Stored data entries:
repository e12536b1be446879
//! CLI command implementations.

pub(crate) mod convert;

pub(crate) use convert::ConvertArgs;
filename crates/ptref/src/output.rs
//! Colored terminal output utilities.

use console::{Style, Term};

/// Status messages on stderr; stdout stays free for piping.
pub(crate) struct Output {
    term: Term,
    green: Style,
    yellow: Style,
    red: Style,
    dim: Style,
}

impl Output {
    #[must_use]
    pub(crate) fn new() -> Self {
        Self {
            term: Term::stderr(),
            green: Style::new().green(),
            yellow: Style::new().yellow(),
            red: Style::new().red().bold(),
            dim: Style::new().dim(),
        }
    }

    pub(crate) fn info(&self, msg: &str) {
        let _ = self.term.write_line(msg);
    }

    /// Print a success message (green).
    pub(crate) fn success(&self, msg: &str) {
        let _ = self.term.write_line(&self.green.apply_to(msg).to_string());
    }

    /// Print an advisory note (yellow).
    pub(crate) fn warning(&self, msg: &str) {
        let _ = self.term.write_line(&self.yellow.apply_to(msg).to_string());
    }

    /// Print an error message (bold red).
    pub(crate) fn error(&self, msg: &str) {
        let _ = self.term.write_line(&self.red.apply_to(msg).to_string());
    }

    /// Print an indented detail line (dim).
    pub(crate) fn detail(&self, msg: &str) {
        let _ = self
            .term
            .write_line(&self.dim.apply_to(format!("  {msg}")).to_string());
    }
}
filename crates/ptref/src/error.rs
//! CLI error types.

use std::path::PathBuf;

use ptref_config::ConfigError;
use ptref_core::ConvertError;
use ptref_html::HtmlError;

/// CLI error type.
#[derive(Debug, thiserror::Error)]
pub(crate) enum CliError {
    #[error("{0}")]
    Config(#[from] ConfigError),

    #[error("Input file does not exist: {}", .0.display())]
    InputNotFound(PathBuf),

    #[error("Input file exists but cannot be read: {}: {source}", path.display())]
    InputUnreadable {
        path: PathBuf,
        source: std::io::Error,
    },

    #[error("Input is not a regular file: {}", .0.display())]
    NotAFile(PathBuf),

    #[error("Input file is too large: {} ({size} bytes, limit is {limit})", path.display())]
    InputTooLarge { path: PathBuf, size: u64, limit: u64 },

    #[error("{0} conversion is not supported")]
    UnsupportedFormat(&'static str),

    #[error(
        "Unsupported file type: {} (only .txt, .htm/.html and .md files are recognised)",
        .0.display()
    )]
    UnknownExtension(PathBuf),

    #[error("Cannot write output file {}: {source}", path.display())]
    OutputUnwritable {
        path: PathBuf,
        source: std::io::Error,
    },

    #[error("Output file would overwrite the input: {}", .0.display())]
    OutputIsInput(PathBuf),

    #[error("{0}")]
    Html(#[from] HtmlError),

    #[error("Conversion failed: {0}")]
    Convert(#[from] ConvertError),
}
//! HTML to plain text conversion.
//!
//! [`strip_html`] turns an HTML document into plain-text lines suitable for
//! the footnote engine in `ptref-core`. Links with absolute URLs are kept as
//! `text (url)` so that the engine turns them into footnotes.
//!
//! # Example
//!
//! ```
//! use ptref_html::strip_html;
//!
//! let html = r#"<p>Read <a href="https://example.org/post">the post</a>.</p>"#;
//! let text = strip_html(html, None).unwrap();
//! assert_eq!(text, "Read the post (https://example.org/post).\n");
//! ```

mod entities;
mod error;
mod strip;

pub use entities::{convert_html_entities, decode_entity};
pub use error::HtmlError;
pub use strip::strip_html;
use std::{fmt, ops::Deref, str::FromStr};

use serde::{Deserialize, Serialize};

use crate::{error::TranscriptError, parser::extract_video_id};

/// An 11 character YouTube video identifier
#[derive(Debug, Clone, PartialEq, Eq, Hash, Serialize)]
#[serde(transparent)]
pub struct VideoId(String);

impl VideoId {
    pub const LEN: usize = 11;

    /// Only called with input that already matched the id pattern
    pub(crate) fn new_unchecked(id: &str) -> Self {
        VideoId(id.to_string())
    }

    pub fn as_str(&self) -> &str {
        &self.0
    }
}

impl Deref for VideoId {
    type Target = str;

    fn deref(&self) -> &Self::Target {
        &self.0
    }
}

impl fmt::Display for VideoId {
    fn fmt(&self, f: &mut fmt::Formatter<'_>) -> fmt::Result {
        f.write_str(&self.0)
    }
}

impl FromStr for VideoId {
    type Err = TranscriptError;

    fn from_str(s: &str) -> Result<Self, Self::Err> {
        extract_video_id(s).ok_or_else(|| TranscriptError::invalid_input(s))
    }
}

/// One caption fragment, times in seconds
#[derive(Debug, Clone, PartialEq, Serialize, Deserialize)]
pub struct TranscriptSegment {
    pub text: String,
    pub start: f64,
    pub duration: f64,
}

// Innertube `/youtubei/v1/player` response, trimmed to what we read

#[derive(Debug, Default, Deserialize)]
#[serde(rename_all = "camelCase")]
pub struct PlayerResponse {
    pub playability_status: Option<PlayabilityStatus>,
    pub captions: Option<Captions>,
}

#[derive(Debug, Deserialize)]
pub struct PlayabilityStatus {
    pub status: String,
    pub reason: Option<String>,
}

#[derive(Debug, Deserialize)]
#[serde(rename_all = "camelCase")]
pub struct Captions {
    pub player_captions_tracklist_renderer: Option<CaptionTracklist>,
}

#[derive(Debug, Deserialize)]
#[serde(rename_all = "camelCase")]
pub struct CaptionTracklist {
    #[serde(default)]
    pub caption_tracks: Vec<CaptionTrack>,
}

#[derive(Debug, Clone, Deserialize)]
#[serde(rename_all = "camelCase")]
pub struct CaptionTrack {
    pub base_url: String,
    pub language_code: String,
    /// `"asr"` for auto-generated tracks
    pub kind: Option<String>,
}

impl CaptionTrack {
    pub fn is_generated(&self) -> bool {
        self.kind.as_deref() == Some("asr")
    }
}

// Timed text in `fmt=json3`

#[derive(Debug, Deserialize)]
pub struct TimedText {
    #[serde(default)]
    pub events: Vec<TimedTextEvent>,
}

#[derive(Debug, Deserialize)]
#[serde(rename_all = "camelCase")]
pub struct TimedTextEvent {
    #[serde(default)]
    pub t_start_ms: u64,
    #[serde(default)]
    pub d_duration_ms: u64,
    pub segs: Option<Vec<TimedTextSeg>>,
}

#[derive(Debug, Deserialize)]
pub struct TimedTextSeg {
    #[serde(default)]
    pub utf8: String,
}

> **WHAT YOU WILL DO**: From the entries above, give again exactly the lines running from the line with "pub struct VideoId(String);" to the line with "type Target = str;"; include both of those lines.

> **RESULT FOR THIS TASK**:
pub struct VideoId(String);

impl VideoId {
    pub const LEN: usize = 11;

    /// Only called with input that already matched the id pattern
    pub(crate) fn new_unchecked(id: &str) -> Self {
        VideoId(id.to_string())
    }

    pub fn as_str(&self) -> &str {
        &self.0
    }
}

impl Deref for VideoId {
    type Target = str;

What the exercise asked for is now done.